= Degassing =

Removal of dissolved gases from liquids

Degassing, also known as degasification, is the removal of dissolved gases from liquids, especially water or aqueous solutions. There are numerous methods for removing gases from liquids.

Gases are removed for various reasons. Chemists remove gases from solvents when the compounds they are working on are possibly air- or oxygen-sensitive (air-free technique), or when bubble formation at solid-liquid interfaces becomes a problem. The formation of gas bubbles when a liquid is frozen can also be undesirable, necessitating degassing beforehand.

==Pressure reduction==
The solubility of gas obeys Henry's law, that is, the amount of a dissolved gas in a liquid is proportional to its partial pressure. Therefore, placing a solution under reduced pressure makes the dissolved gas less soluble. Sonication and stirring under reduced pressure can usually enhance the efficiency. This technique is often referred to as vacuum degasification.
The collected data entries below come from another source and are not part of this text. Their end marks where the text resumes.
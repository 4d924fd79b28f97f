//! Notifications from background fetch tasks to the single registered
//! listener.
//!
//! Delivery contract: events are produced on arbitrary background tasks but
//! are observed one at a time, in arrival order, by whichever task drains
//! the [`EventReceiver`] — the mpsc receiver *is* the serialization point,
//! so the listener needs no locking of its own.  Hold exactly one receiver
//! and drain it from one place.
//!
//! Events carry identifiers and snapshots only; the cache store keeps
//! ownership of all domain records.

use tokio::sync::mpsc;

use crate::model::Catalogue;

#[derive(Debug, Clone)]
pub enum GuideEvent {
    /// The catalogue fetch completed; the store now holds this mapping.
    CatalogueReady(Catalogue),
    /// The given channel's schedule has been fetched and cached.
    ScheduleReady(String),
    /// A fetch failed.  The message is ready for direct display; the fetch
    /// it belonged to is simply over — nothing retries automatically.
    Error(String),
}

pub type EventSender = mpsc::Sender<GuideEvent>;
pub type EventReceiver = mpsc::Receiver<GuideEvent>;

/// Build the notification channel.  `capacity` bounds how many undelivered
/// events may pile up before producing tasks wait for the listener.
pub fn channel(capacity: usize) -> (EventSender, EventReceiver) {
    mpsc::channel(capacity)
}
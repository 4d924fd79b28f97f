//! Schedule assembly: two day pages merged and narrowed to the ±12 h window
//! around "now".

use chrono::{DateTime, Duration, Local, Utc};

use crate::client::ApiClient;
use crate::error::Error;
use crate::model::{Broadcast, Schedule};

/// Build one channel's schedule for the window `(now − 12 h, now + 12 h)`.
///
/// The window can straddle midnight, so the full-day pages for the dates of
/// `now − 12 h` and `now + 12 h` (local calendar, like the endpoint expects)
/// are both fetched.  The two fetches address disjoint days and are
/// read-only, so they run concurrently.  Errors from either propagate
/// unchanged.
pub async fn build_schedule(
    client: &ApiClient,
    channel_id: &str,
    now: DateTime<Utc>,
) -> Result<Schedule, Error> {
    let past_day = (now - Duration::hours(12)).with_timezone(&Local).date_naive();
    let future_day = (now + Duration::hours(12)).with_timezone(&Local).date_naive();

    let (past, future) = tokio::try_join!(
        client.fetch_schedule_day(channel_id, past_day),
        client.fetch_schedule_day(channel_id, future_day),
    )?;

    let mut merged = past;
    merged.extend(future);
    Ok(filter_window(merged, now))
}

/// Keep broadcasts whose start lies strictly inside the open interval
/// `(now − 12 h, now + 12 h)`.  Source order is preserved, and the two day
/// pages cannot overlap, so no deduplication is needed.
pub fn filter_window(broadcasts: Vec<Broadcast>, now: DateTime<Utc>) -> Vec<Broadcast> {
    let earliest = now - Duration::hours(12);
    let latest = now + Duration::hours(12);
    broadcasts
        .into_iter()
        .filter(|b| b.start_utc > earliest && b.start_utc < latest)
        .collect()
}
Specialized vacuum chambers, called vacuum degassers, are used to degas materials through pressure reduction.

==Thermal regulation==

Generally speaking, an aqueous solvent dissolves less gas at higher temperature, and vice versa for organic solvents (provided the solute and solvent do not react). Consequently, heating an aqueous solution can expel dissolved gas, whereas cooling an organic solution has the same effect. Ultrasonication and stirring during thermal regulation are also effective. This method needs no special apparatus and is easy to conduct. In some cases, however, the solvent and the solute decompose, react with each other, or evaporate at high temperature, and the rate of removal is less reproducible.

==Membrane degasification==
Gas-liquid separation membranes allow gas but not liquid to pass through. Flowing a solution inside a gas-liquid separation membrane and evacuating outside makes the dissolved gas go out through the membrane. This method has the advantage of being able to prevent redissolution of the gas, so it is used to produce very pure solvents. New applications are in inkjet systems where gas in the ink forms bubbles that degrade print quality, a degassing unit is placed prior to the print head to remove gas and prevent the buildup of bubbles keeping good jetting and print quality.
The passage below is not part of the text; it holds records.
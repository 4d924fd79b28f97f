//! tabla-core — fetch-and-cache coordination for a radio broadcast guide.
//!
//! The pieces, bottom up: [`client`] + [`parser`] fetch and stream-parse the
//! two document shapes the remote catalogue service returns; [`schedule`]
//! merges two day pages into the ±12 h window around now; [`store`] owns
//! the in-memory catalogue and cached schedules; [`coordinator`] runs every
//! fetch on its own background task and reports through [`event`]; and
//! [`refresh`] re-sweeps all cached schedules on a timer.
//!
//! The presentation layer is a consumer of this crate: it calls the
//! `request_*` entry points and drains the single [`event::EventReceiver`].

pub mod client;
pub mod config;
pub mod coordinator;
pub mod error;
pub mod event;
pub mod model;
pub mod parser;
pub mod refresh;
pub mod schedule;
pub mod store;

pub use client::ApiClient;
pub use config::Config;
pub use coordinator::{Coordinator, RequestOutcome};
pub use error::Error;
pub use event::{EventReceiver, EventSender, GuideEvent};
pub use model::{Broadcast, Catalogue, Channel, Schedule};
pub use store::CacheStore;
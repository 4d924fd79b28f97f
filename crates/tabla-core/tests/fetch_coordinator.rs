//! Coordinator behavior against a local fixture server: notification
//! delivery, busy rejection, failure classification, the in-flight dedup
//! set, the refresh sweep and the sticky catalogue-retry flag.

use std::collections::HashMap;
use std::sync::atomic::{AtomicU16, AtomicU64, AtomicUsize, Ordering};
use std::sync::{Arc, Mutex};
use std::time::Duration;

use axum::extract::{Query, State};
use axum::http::StatusCode;
use axum::routing::get;
use axum::Router;
use chrono::Utc;

use tabla_core::event::{self, EventReceiver};
use tabla_core::{ApiClient, CacheStore, Coordinator, GuideEvent, RequestOutcome};

// ── fixture server ────────────────────────────────────────────────────────────

#[derive(Default)]
struct Fixture {
    catalogue_hits: AtomicUsize,
    schedule_hits: Mutex<HashMap<String, usize>>,
    /// Status for the channels endpoint; 0 means 200.
    catalogue_status: AtomicU16,
    catalogue_delay_ms: AtomicU64,
    schedule_delay_ms: AtomicU64,
}

impl Fixture {
    fn schedule_hits_for(&self, channel_id: &str) -> usize {
        *self
            .schedule_hits
            .lock()
            .unwrap()
            .get(channel_id)
            .unwrap_or(&0)
    }
}

const CHANNELS_XML: &str = r#"<sr><channels>
  <channel id="132" name="P1">
    <image>https://static.example/132.png</image>
    <tagline>Talked word</tagline>
    <channeltype>Rikskanal</channeltype>
  </channel>
  <channel id="164" name="P2">
    <image>https://static.example/164.png</image>
    <tagline>Classical</tagline>
    <channeltype>Rikskanal</channeltype>
  </channel>
  <channel id="211" name="P4 Norrbotten">
    <image>https://static.example/211.png</image>
    <tagline>Local news</tagline>
    <channeltype>Lokal kanal</channeltype>
  </channel>
</channels></sr>"#;

async fn channels_endpoint(State(fixture): State<Arc<Fixture>>) -> (StatusCode, String) {
    fixture.catalogue_hits.fetch_add(1, Ordering::SeqCst);
    let delay = fixture.catalogue_delay_ms.load(Ordering::SeqCst);
    if delay > 0 {
        tokio::time::sleep(Duration::from_millis(delay)).await;
    }
    let status = fixture.catalogue_status.load(Ordering::SeqCst);
    if status != 0 {
        return (
            StatusCode::from_u16(status).unwrap(),
            "not today".to_string(),
        );
    }
    (StatusCode::OK, CHANNELS_XML.to_string())
}

async fn schedule_endpoint(
    State(fixture): State<Arc<Fixture>>,
    Query(params): Query<HashMap<String, String>>,
) -> (StatusCode, String) {
    let channel_id = params.get("channelid").cloned().unwrap_or_default();
    *fixture
        .schedule_hits
        .lock()
        .unwrap()
        .entry(channel_id.clone())
        .or_insert(0) += 1;

    let delay = fixture.schedule_delay_ms.load(Ordering::SeqCst);
    if delay > 0 {
        tokio::time::sleep(Duration::from_millis(delay)).await;
    }

    // One broadcast per day page, both inside the ±12 h window so the
    // assembler keeps them.  The page for the "past" date gets a distinct
    // episode id from the "future" one.
    let now = Utc::now();
    let past_date = (now - chrono::Duration::hours(12))
        .with_timezone(&chrono::Local)
        .date_naive()
        .to_string();
    let (episode, start) = if params.get("date") == Some(&past_date) {
        (format!("past-{channel_id}"), now - chrono::Duration::hours(1))
    } else {
        (
            format!("future-{channel_id}"),
            now + chrono::Duration::hours(1),
        )
    };
    let end = start + chrono::Duration::hours(1);

    let body = format!(
        "<sr><schedule><scheduledepisode>\
           <episodeid>{episode}</episodeid>\
           <title>Episode {episode}</title>\
           <description>test</description>\
           <starttimeutc>{}</starttimeutc>\
           <endtimeutc>{}</endtimeutc>\
           <imageurl>https://static.example/{episode}.png</imageurl>\
         </scheduledepisode></schedule></sr>",
        start.to_rfc3339(),
        end.to_rfc3339(),
    );
    (StatusCode::OK, body)
}

async fn serve(fixture: Arc<Fixture>) -> String {
    let app = Router::new()
        .route("/channels/", get(channels_endpoint))
        .route("/scheduledepisodes/", get(schedule_endpoint))
        .with_state(fixture);
    let listener = tokio::net::TcpListener::bind("127.0.0.1:0")
        .await
        .expect("bind fixture server");
    let addr = listener.local_addr().expect("fixture server addr");
    tokio::spawn(async move {
        axum::serve(listener, app).await.expect("fixture server");
    });
    format!("http://{addr}")
}

// ── harness ───────────────────────────────────────────────────────────────────

fn guide(
    base_url: &str,
    refresh_interval: Duration,
) -> (Arc<Coordinator>, Arc<CacheStore>, EventReceiver) {
    let client = ApiClient::new(base_url, Duration::from_millis(1000)).expect("client");
    let store = Arc::new(CacheStore::new());
    let (tx, rx) = event::channel(64);
    let coordinator = Coordinator::new(client, Arc::clone(&store), tx, refresh_interval);
    (coordinator, store, rx)
}

async fn next_event(rx: &mut EventReceiver) -> GuideEvent {
    tokio::time::timeout(Duration::from_secs(5), rx.recv())
        .await
        .expect("timed out waiting for an event")
        .expect("event channel closed")
}

const LONG: Duration = Duration::from_secs(3600);

// ── tests ─────────────────────────────────────────────────────────────────────

#[tokio::test]
async fn catalogue_fetch_populates_store_and_notifies() {
    let fixture = Arc::new(Fixture::default());
    let base = serve(Arc::clone(&fixture)).await;
    let (coordinator, store, mut rx) = guide(&base, LONG);

    assert!(store.is_empty().await);
    assert_eq!(coordinator.request_catalogue().await, RequestOutcome::Started);

    match next_event(&mut rx).await {
        GuideEvent::CatalogueReady(catalogue) => {
            let categories: Vec<&String> = catalogue.keys().collect();
            assert_eq!(categories, ["Rikskanal", "Lokal kanal"]);
            let total: usize = catalogue.values().map(|c| c.len()).sum();
            assert_eq!(total, 3);
            assert!(catalogue.values().flatten().all(|c| !c.id.is_empty()));
        }
        other => panic!("expected CatalogueReady, got {other:?}"),
    }

    assert_eq!(store.all_channels().await.len(), 3);
    assert!(!coordinator.catalogue_fetch_in_flight().await);
    assert_eq!(fixture.catalogue_hits.load(Ordering::SeqCst), 1);
}

#[tokio::test]
async fn overlapping_catalogue_fetches_are_rejected() {
    let fixture = Arc::new(Fixture::default());
    fixture.catalogue_delay_ms.store(300, Ordering::SeqCst);
    let base = serve(Arc::clone(&fixture)).await;
    let (coordinator, store, mut rx) = guide(&base, LONG);

    assert_eq!(coordinator.request_catalogue().await, RequestOutcome::Started);
    assert!(coordinator.catalogue_fetch_in_flight().await);
    assert_eq!(coordinator.request_catalogue().await, RequestOutcome::Busy);
    assert_eq!(coordinator.request_update().await, RequestOutcome::Busy);

    assert!(matches!(
        next_event(&mut rx).await,
        GuideEvent::CatalogueReady(_)
    ));

    // The rejected call spawned nothing and duplicated nothing.
    assert_eq!(fixture.catalogue_hits.load(Ordering::SeqCst), 1);
    assert_eq!(store.all_channels().await.len(), 3);

    // Once the fetch completed the flag is down again.
    assert_eq!(coordinator.request_catalogue().await, RequestOutcome::Started);
    assert!(matches!(
        next_event(&mut rx).await,
        GuideEvent::CatalogueReady(_)
    ));
}

#[tokio::test]
async fn protocol_error_leaves_previous_catalogue_untouched() {
    let fixture = Arc::new(Fixture::default());
    let base = serve(Arc::clone(&fixture)).await;
    let (coordinator, store, mut rx) = guide(&base, LONG);

    coordinator.request_catalogue().await;
    assert!(matches!(
        next_event(&mut rx).await,
        GuideEvent::CatalogueReady(_)
    ));

    fixture.catalogue_status.store(404, Ordering::SeqCst);
    assert_eq!(coordinator.request_catalogue().await, RequestOutcome::Started);

    match next_event(&mut rx).await {
        GuideEvent::Error(message) => assert!(message.contains("404"), "got: {message}"),
        other => panic!("expected Error, got {other:?}"),
    }

    // Stale but available.
    assert_eq!(store.all_channels().await.len(), 3);
    assert!(!coordinator.catalogue_fetch_in_flight().await);
}

#[tokio::test]
async fn schedule_fetch_caches_and_notifies() {
    let fixture = Arc::new(Fixture::default());
    let base = serve(Arc::clone(&fixture)).await;
    let (coordinator, store, mut rx) = guide(&base, LONG);

    coordinator.request_catalogue().await;
    next_event(&mut rx).await;

    let p1 = store.channel("132").await.expect("P1 in catalogue");
    assert!(!coordinator.is_schedule_cached("132").await);

    assert_eq!(
        coordinator.request_schedule(&p1).await,
        RequestOutcome::Started
    );
    match next_event(&mut rx).await {
        GuideEvent::ScheduleReady(id) => assert_eq!(id, "132"),
        other => panic!("expected ScheduleReady, got {other:?}"),
    }

    assert!(coordinator.is_schedule_cached("132").await);
    let schedule = store.schedule("132").await.expect("cached schedule");
    assert_eq!(schedule.len(), 2);
    let now = Utc::now();
    for b in &schedule {
        let offset = (b.start_utc - now).num_hours().abs();
        assert!(offset < 12, "broadcast outside window: {b:?}");
    }

    // One fetch is two day pages.
    assert_eq!(fixture.schedule_hits_for("132"), 2);
    assert!(!coordinator.is_schedule_cached("164").await);
}

#[tokio::test]
async fn duplicate_schedule_requests_are_rejected_while_in_flight() {
    let fixture = Arc::new(Fixture::default());
    fixture.schedule_delay_ms.store(300, Ordering::SeqCst);
    let base = serve(Arc::clone(&fixture)).await;
    let (coordinator, store, mut rx) = guide(&base, LONG);

    coordinator.request_catalogue().await;
    next_event(&mut rx).await;
    let p1 = store.channel("132").await.expect("P1 in catalogue");

    assert_eq!(
        coordinator.request_schedule(&p1).await,
        RequestOutcome::Started
    );
    assert_eq!(coordinator.request_schedule(&p1).await, RequestOutcome::Busy);

    assert!(matches!(
        next_event(&mut rx).await,
        GuideEvent::ScheduleReady(_)
    ));

    // Only the first request fetched; the store ended up structurally sound.
    assert_eq!(fixture.schedule_hits_for("132"), 2);
    assert!(store.schedule("132").await.is_some());

    // The in-flight reservation is released on completion.
    assert_eq!(
        coordinator.request_schedule(&p1).await,
        RequestOutcome::Started
    );
    assert!(matches!(
        next_event(&mut rx).await,
        GuideEvent::ScheduleReady(_)
    ));
    assert_eq!(fixture.schedule_hits_for("132"), 4);
}

#[tokio::test]
async fn refresh_sweep_refetches_exactly_the_cached_channels() {
    let fixture = Arc::new(Fixture::default());
    let base = serve(Arc::clone(&fixture)).await;
    let (coordinator, store, mut rx) = guide(&base, Duration::from_millis(600));

    coordinator.request_catalogue().await;
    next_event(&mut rx).await;

    let p1 = store.channel("132").await.expect("P1 in catalogue");
    coordinator.request_schedule(&p1).await;
    next_event(&mut rx).await;
    assert_eq!(fixture.schedule_hits_for("132"), 2);

    coordinator.arm_refresh().await;
    assert!(coordinator.refresh_armed().await);

    // The timer fires once and sweeps the one cached channel.
    match next_event(&mut rx).await {
        GuideEvent::ScheduleReady(id) => assert_eq!(id, "132"),
        other => panic!("expected sweep ScheduleReady, got {other:?}"),
    }
    // The sweep re-armed the timer; stop it before counting.
    assert!(coordinator.refresh_armed().await);
    coordinator.disarm_refresh().await;
    assert!(!coordinator.refresh_armed().await);

    assert_eq!(fixture.schedule_hits_for("132"), 4);
    assert_eq!(fixture.schedule_hits_for("164"), 0, "uncached channel swept");
    assert_eq!(fixture.schedule_hits_for("211"), 0, "uncached channel swept");
    assert_eq!(fixture.catalogue_hits.load(Ordering::SeqCst), 1);
}

#[tokio::test]
async fn unreachable_failure_makes_the_next_update_retry_the_catalogue() {
    let fixture = Arc::new(Fixture::default());
    let base = serve(Arc::clone(&fixture)).await;
    let (coordinator, store, mut rx) = guide(&base, LONG);

    coordinator.request_catalogue().await;
    next_event(&mut rx).await;
    let p1 = store.channel("132").await.expect("P1 in catalogue");

    // The schedule endpoint stalls past the client timeout: an unreachable-
    // class failure that sets the sticky retry flag.
    fixture.schedule_delay_ms.store(2500, Ordering::SeqCst);
    coordinator.request_schedule(&p1).await;
    assert!(matches!(next_event(&mut rx).await, GuideEvent::Error(_)));
    assert!(!coordinator.is_schedule_cached("132").await);
    fixture.schedule_delay_ms.store(0, Ordering::SeqCst);

    // The store is populated, so without the sticky flag this would be a
    // plain sweep (of zero cached channels).  The flag reroutes it to the
    // catalogue fetch.
    assert_eq!(coordinator.request_update().await, RequestOutcome::Started);
    assert!(matches!(
        next_event(&mut rx).await,
        GuideEvent::CatalogueReady(_)
    ));
    assert_eq!(fixture.catalogue_hits.load(Ordering::SeqCst), 2);

    // Flag consumed: the next update is a sweep again, and with nothing
    // cached it touches no endpoint and emits nothing.
    assert_eq!(coordinator.request_update().await, RequestOutcome::Started);
    tokio::time::sleep(Duration::from_millis(200)).await;
    assert!(rx.try_recv().is_err());
    assert_eq!(fixture.catalogue_hits.load(Ordering::SeqCst), 2);
    coordinator.disarm_refresh().await;
}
The above three methods are used to remove all dissolved gases. Below are methods for more selective removal.

==Ultrasonic degassing==
Ultrasonic liquid processors are a commonly used method for removing dissolved gasses and/or entrained gas bubbles from various of liquids. The advantage of this method is that that ultrasonic degassing can be done in a continuous-flow mode, which makes it suitable for commercial-scale production.

==Sparging by inert gas==

Bubbling a solution with a high-purity (typically inert) gas can pull out undesired (typically reactive) dissolved gases such as oxygen and carbon dioxide. Nitrogen, argon, helium and other inert gases are commonly used. To maximize this process called sparging, the solution is stirred vigorously and bubbled for a long time. Because helium is not very soluble in most liquids, it is particularly useful to reduce the risk of bubbles in high-performance liquid chromatography (HPLC) systems.

==Addition of reductant==
If oxygen should be removed, the addition of reductants is sometimes effective. For example, especially in the field of electrochemistry, ammonium sulfite is frequently used as a reductant because it reacts with oxygen to form sulfate ions. Although this method can be applied only to oxygen and involves the risk of reduction of the solute, the dissolved oxygen is almost totally eliminated. The ketyl radical from sodium and benzophenone can also be used for removing both oxygen and water from inert solvents such as hydrocarbons and ethers; the degassed solvent can be separated by distillation. The latter method is particularly useful because a high concentration of ketyl radical generates a deep blue colour, indicating the solvent is fully degassed.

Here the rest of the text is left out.